Guarani: “Para seguir sonhando alto, o desempenho precisa voltar a evoluir”, analisa CH
Por Carlos Henrique
O Guarani não jogou bem em Florianópolis. É importante deixar isso claro. Se não fosse a grande atuação de Caíque França, o Bugre dificilmente teria voltado para Campinas com um ponto na bagagem.
O meio-campo voltou a produzir pouco. Isaque, Carlos Eduardo e João Paulo praticamente não conseguiram participar do jogo. Quando três dos quatro jogadores desse setor não conseguem marcar, criar ou manter a posse de bola, a equipe naturalmente sofre. Foi exatamente o que aconteceu.
O Figueirense controlou boa parte da partida porque o Guarani teve um meio-campo apático, omisso e sem capacidade de fazer o jogo acontecer. Isso abriu espaço para uma série de problemas que vieram na sequência.
Também não dá para ignorar os erros individuais. Raphael Rodrigues foi expulso de maneira infantil. Dormiu no lance, viu o atacante escapar e acabou cometendo a falta. Na minha visão, a expulsão foi correta.
Depois, no segundo tempo, veio outra sequência de falhas defensivas no lance do gol do Figueirense. Igor Bolt ganhou na velocidade, houve um bate-rebate dentro da área, Renan Castro tentou afastar e acertou um adversário, enquanto a defesa assistia ao lance. O Figueirense abriu o placar e poderia até ter ampliado, mas faltou competência.
Quem teve competência foi Caíque França. Mais uma vez, salvou o Guarani.
Mas, se houve um destaque positivo além do goleiro, ele está no banco de reservas. Elio Sizenando leu muito bem a partida. As mudanças melhoraram o time.
A entrada de Kauã Jesus deu outra dinâmica ao meio-campo. Renan Castro passou a atuar mais avançado pela esquerda, enquanto Hebert e Guilherme Parede ficaram espetados na frente. O desenho mudou e, curiosamente, mesmo com um jogador a menos, o Guarani passou a incomodar mais o Figueirense.
Depois das alterações, foi o Bugre quem criou as melhores oportunidades. O adversário tentou administrar a vantagem, piorou com as próprias substituições, enquanto o Guarani cresceu na partida.
O empate saiu em uma boa jogada de Emerson Barbosa pela esquerda. A bola atravessou a área e encontrou Ynaiã, um jogador bastante contestado, mas que apareceu no momento certo para marcar um gol que pode representar uma virada de confiança na temporada.

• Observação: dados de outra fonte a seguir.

//! # Posture
//!
//! A snapshot of every joint's target angle together with the timing used to reach it, and the
//! left/right mirror transform used to derive one side of the gait from the other.

// ------------------------------------------------------------------------------------------------
// IMPORTS
// ------------------------------------------------------------------------------------------------

use serde::Serialize;

use crate::joints::{JointId, MIRROR_PAIRS, NUM_JOINT_SLOTS};

// ------------------------------------------------------------------------------------------------
// STRUCTS
// ------------------------------------------------------------------------------------------------

/// Target angles for all joints plus motion timing.
#[derive(Debug, Clone, Copy, PartialEq, Eq, Serialize)]
pub struct Posture {
    /// Target angle of each joint, indexed by joint id. Slot 0 is unused.
    ///
    /// Units: degrees
    positions: [i32; NUM_JOINT_SLOTS],

    /// Speed forwarded to the bus controller with the posture.
    pub speed: u16,

    /// Time to wait after the posture has been sent before sending the next one.
    ///
    /// Units: milliseconds
    pub hold_ms: u64,
}

// ------------------------------------------------------------------------------------------------
// IMPLS
// ------------------------------------------------------------------------------------------------

impl Posture {
    /// A posture with every joint at its centre (zero) angle.
    pub fn neutral(speed: u16, hold_ms: u64) -> Self {
        Self {
            positions: [0; NUM_JOINT_SLOTS],
            speed,
            hold_ms,
        }
    }

    /// Target angle of a joint in degrees.
    pub fn get(&self, joint: JointId) -> i32 {
        self.positions[joint.index()]
    }

    /// Set the target angle of a joint in degrees.
    pub fn set(&mut self, joint: JointId, angle_deg: i32) {
        self.positions[joint.index()] = angle_deg;
    }

    /// Iterate over `(joint, angle)` for every joint, in ascending id order.
    pub fn iter(&self) -> impl Iterator<Item = (JointId, i32)> + '_ {
        JointId::all().map(move |j| (j, self.get(j)))
    }

    /// The left/right mirror of this posture.
    ///
    /// Joints without a mirror partner keep this posture's angle.
    pub fn mirrored(&self) -> Self {
        let mut mirror = *self;
        mirror_into(self, &mut mirror);
        mirror
    }
}

// ------------------------------------------------------------------------------------------------
// FUNCTIONS
// ------------------------------------------------------------------------------------------------

/// Write the left/right mirror of `src` into `dst`.
///
/// For every mirrored pair the left joint of `dst` takes the negated angle of the right joint of
/// `src` and vice versa. Speed and hold time are copied. Joints without a mirror partner are left
/// as they were in `dst`.
pub fn mirror_into(src: &Posture, dst: &mut Posture) {
    dst.speed = src.speed;
    dst.hold_ms = src.hold_ms;

    for (left, right) in MIRROR_PAIRS.iter() {
        dst.set(*left, -src.get(*right));
        dst.set(*right, -src.get(*left));
    }
}

#[cfg(test)]
mod test {
    use super::*;
    use crate::joints::*;

    /// A posture with a different angle on every joint.
    fn asymmetric() -> Posture {
        let mut p = Posture::neutral(120, 250);
        for j in JointId::all() {
            p.set(j, j.0 as i32 * 3 - 20);
        }
        p
    }

    #[test]
    fn test_neutral() {
        let p = Posture::neutral(350, 1000);
        assert!(p.iter().all(|(_, angle)| angle == 0));
        assert_eq!(p.iter().count(), MAX_JOINT_ID as usize);
        assert_eq!(p.speed, 350);
        assert_eq!(p.hold_ms, 1000);
    }

    #[test]
    fn test_mirror_swaps_and_negates_pairs() {
        let a = asymmetric();
        let b = a.mirrored();

        for (left, right) in MIRROR_PAIRS.iter() {
            assert_eq!(b.get(*left), -a.get(*right));
            assert_eq!(b.get(*right), -a.get(*left));
        }

        assert_eq!(b.speed, a.speed);
        assert_eq!(b.hold_ms, a.hold_ms);
    }

    #[test]
    fn test_mirror_into_keeps_unpaired_joints() {
        let a = asymmetric();
        let mut dst = Posture::neutral(0, 0);
        dst.set(HEAD, 15);
        dst.set(WAIST, -5);

        mirror_into(&a, &mut dst);

        assert_eq!(dst.get(HEAD), 15);
        assert_eq!(dst.get(WAIST), -5);
        assert_eq!(dst.get(L_KNEE), -a.get(R_KNEE));
        assert_eq!(dst.speed, 120);
        assert_eq!(dst.hold_ms, 250);

        // Unpaired joints of `mirrored` come from the source
        assert_eq!(a.mirrored().get(HEAD), a.get(HEAD));
    }

    #[test]
    fn test_mirror_is_involution() {
        let a = asymmetric();
        assert_eq!(a.mirrored().mirrored(), a);
    }
}
//! Implementations for the WalkCtrl state structure

// ---------------------------------------------------------------------------
// IMPORTS
// ---------------------------------------------------------------------------

// External
use log::{debug, trace};

// Internal
use super::{Params, SeqState, Sequencer, Direction, WalkCtrlError};
use crate::gait::{author_gait, Gait, CYCLE_LEN};
use crate::posture::Posture;
use util::module::State;

// ---------------------------------------------------------------------------
// DATA STRUCTURES
// ---------------------------------------------------------------------------

/// Walk control module state
#[derive(Default)]
pub struct WalkCtrl {

    pub(crate) params: Params,

    gait: Option<Gait>,

    sequencer: Option<Sequencer>,

    seq_state: SeqState,

    /// Number of completed cycles.
    tick: u64,
}

/// Output of one WalkCtrl cycle: the posture to dispatch.
#[derive(Clone, Copy, Debug, PartialEq)]
pub struct OutputData {
    /// Index of the gait phase selected on this cycle.
    pub phase: usize,

    pub posture: Posture,
}

/// Status report for WalkCtrl processing.
#[derive(Clone, Copy, Debug, PartialEq)]
pub struct StatusReport {
    /// Index of this cycle, starting from zero.
    pub tick: u64,

    /// Sequencer state after this cycle.
    pub seq: SeqState,

    /// Raised on the cycle where the sequencer changed direction.
    pub reversed: bool,
}

// ---------------------------------------------------------------------------
// IMPLEMENTATIONS
// ---------------------------------------------------------------------------

impl State for WalkCtrl {
    type InitData = Params;
    type InitError = WalkCtrlError;

    type InputData = ();
    type OutputData = OutputData;
    type StatusReport = StatusReport;
    type ProcError = WalkCtrlError;

    /// Initialise the WalkCtrl module.
    ///
    /// Authors the gait and resets the sequencer to the start of its ramp.
    fn init(&mut self, init_data: Self::InitData) -> Result<(), Self::InitError> {
        let sequencer = Sequencer::new(init_data.cycles_to_goal, CYCLE_LEN)?;
        let gait = author_gait(&init_data.gait);

        debug!(
            "Gait authored with {} phases, ramp goal {}",
            gait.cycle.len(),
            sequencer.goal()
        );

        self.params = init_data;
        self.gait = Some(gait);
        self.sequencer = Some(sequencer);
        self.seq_state = SeqState::default();
        self.tick = 0;

        Ok(())
    }

    /// Select the posture for this cycle and advance the sequencer.
    fn proc(&mut self, _input_data: &Self::InputData)
        -> Result<(Self::OutputData, Self::StatusReport), Self::ProcError>
    {
        let (gait, sequencer) = match (&self.gait, &self.sequencer) {
            (Some(g), Some(s)) => (g, s),
            _ => return Err(WalkCtrlError::NotInitialised),
        };

        let (phase, next) = sequencer.advance(self.seq_state);
        let reversed = next.dir != self.seq_state.dir;

        let output = OutputData {
            phase,
            posture: *gait.cycle.phase(phase),
        };
        let report = StatusReport {
            tick: self.tick,
            seq: next,
            reversed,
        };

        trace!(
            "WalkCtrl tick {}: phase {}, progress {} -> {}",
            self.tick, phase, self.seq_state.progress, next.progress
        );
        if reversed {
            debug!(
                "Sequencer reversed at progress {}, now {}",
                next.progress,
                match next.dir {
                    Direction::Forward => "ramping up",
                    Direction::Reverse => "ramping down",
                }
            );
        }

        self.seq_state = next;
        self.tick += 1;

        Ok((output, report))
    }
}

impl WalkCtrl {
    /// Create and initialise a new WalkCtrl.
    pub fn new(params: Params) -> Result<Self, WalkCtrlError> {
        let mut ctrl = Self::default();
        ctrl.init(params)?;
        Ok(ctrl)
    }

    /// The authored gait, once initialised.
    pub fn gait(&self) -> Option<&Gait> {
        self.gait.as_ref()
    }

    /// The stance posture to reach before walking.
    pub fn home(&self) -> Result<&Posture, WalkCtrlError> {
        self.gait
            .as_ref()
            .map(|g| &g.home)
            .ok_or(WalkCtrlError::NotInitialised)
    }

    /// Time to wait in the stance before walking.
    pub fn settle_time_s(&self) -> f64 {
        self.params.settle_time_s
    }
}
//! Test doubles for the bus and the pacer.

use std::time::Duration;

use servo_if::{BusError, Command, ServoBus};

use crate::dispatch::Pacer;

/// Bus recording every accepted command, optionally failing on one transmit call.
#[derive(Default)]
pub struct MockBus {
    /// Commands accepted by the bus.
    pub sent: Vec<Command>,

    /// Number of calls to `transmit`, including failed ones.
    pub transmits: usize,

    /// Number of calls to `disconnect`.
    pub disconnects: usize,

    fail_at: Option<usize>,
}

impl MockBus {
    /// A bus which rejects the `n`th transmit call (counting from zero).
    pub fn failing_at(n: usize) -> Self {
        Self {
            fail_at: Some(n),
            ..Self::default()
        }
    }
}

impl ServoBus for MockBus {
    fn transmit(&mut self, cmd: &Command) -> Result<(), BusError> {
        let call = self.transmits;
        self.transmits += 1;

        if self.disconnects > 0 {
            return Err(BusError::Disconnected);
        }
        if self.fail_at == Some(call) {
            return Err(BusError::Nack(cmd.kind().code()));
        }

        self.sent.push(cmd.clone());
        Ok(())
    }

    fn disconnect(&mut self) {
        self.disconnects += 1;
    }
}

/// Pacer recording the requested holds instead of sleeping.
#[derive(Default)]
pub struct RecordingPacer {
    pub holds: Vec<Duration>,
}

impl Pacer for RecordingPacer {
    fn hold(&mut self, duration: Duration) {
        self.holds.push(duration);
    }
}
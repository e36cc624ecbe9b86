//! Walk control module
//!
//! Owns the authored gait and the triangle wave sequencer, and picks the posture to send on each
//! cycle of the walk loop.

// ---------------------------------------------------------------------------
// MODULES
// ---------------------------------------------------------------------------

mod params;
mod sequencer;
mod state;

// ---------------------------------------------------------------------------
// IMPORTS
// ---------------------------------------------------------------------------

// Internal
pub use params::*;
pub use sequencer::*;
pub use state::*;

// ---------------------------------------------------------------------------
// ENUMERATIONS
// ---------------------------------------------------------------------------

/// Possible errors that can occur during WalkCtrl operation.
#[derive(Debug, thiserror::Error)]
pub enum WalkCtrlError {
    #[error("Invalid sequencer configuration: {0}")]
    SequencerError(#[from] SequencerError),

    #[error("WalkCtrl was used before being initialised")]
    NotInitialised,
}
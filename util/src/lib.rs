//! Utility library for the biped walking software

// ---------------------------------------------------------------------------
// MODULES
// ---------------------------------------------------------------------------

pub mod host;
pub mod logger;
pub mod module;
pub mod params;
pub mod session;
pub mod time;
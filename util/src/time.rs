//! General time utility functions

use chrono;
use std::time::Duration;

/// Number of nanoseconds in a second
pub const NANOS_PER_SECOND: i64 = 1_000_000_000;

/// Convert a duration into a number of seconds, or `None` if overflow
pub fn duration_to_seconds(duration: chrono::Duration) -> Option<f64> {
    duration.num_nanoseconds()
        .map(|ns| ns as f64 / NANOS_PER_SECOND as f64)
}

/// Convert a number of seconds from a parameter file into a std duration.
///
/// Returns `None` for negative or non-finite values, or values too large for a `Duration`.
pub fn seconds_to_duration(seconds: f64) -> Option<Duration> {
    if seconds.is_finite() && seconds >= 0.0 {
        Duration::try_from_secs_f64(seconds).ok()
    }
    else {
        None
    }
}

#[cfg(test)]
mod test {
    use super::*;

    #[test]
    fn test_duration_to_seconds() {
        assert_eq!(duration_to_seconds(chrono::Duration::milliseconds(1500)), Some(1.5));
        assert_eq!(duration_to_seconds(chrono::Duration::zero()), Some(0.0));
        assert_eq!(duration_to_seconds(chrono::Duration::max_value()), None);
    }

    #[test]
    fn test_seconds_to_duration() {
        assert_eq!(seconds_to_duration(1.0), Some(Duration::from_secs(1)));
        assert_eq!(seconds_to_duration(0.25), Some(Duration::from_millis(250)));
        assert_eq!(seconds_to_duration(-1.0), None);
        assert_eq!(seconds_to_duration(f64::NAN), None);
        assert_eq!(seconds_to_duration(f64::INFINITY), None);
        assert_eq!(seconds_to_duration(1e20), None);
    }
}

Os números da partida mostram um Figueirense superior. Teve mais posse, mais finalizações, mais escanteios e controlou o jogo durante boa parte do tempo. Mas futebol não se decide nas estatísticas. Futebol se decide na rede.
No fim das contas, vale lembrar uma velha frase: se você não pode vencer, pelo menos empate.
Foi exatamente isso que o Guarani fez. Buscou um ponto importante fora de casa, na base da entrega e da luta. Agora, para seguir sonhando alto na Série C, o desempenho precisa evoluir bastante.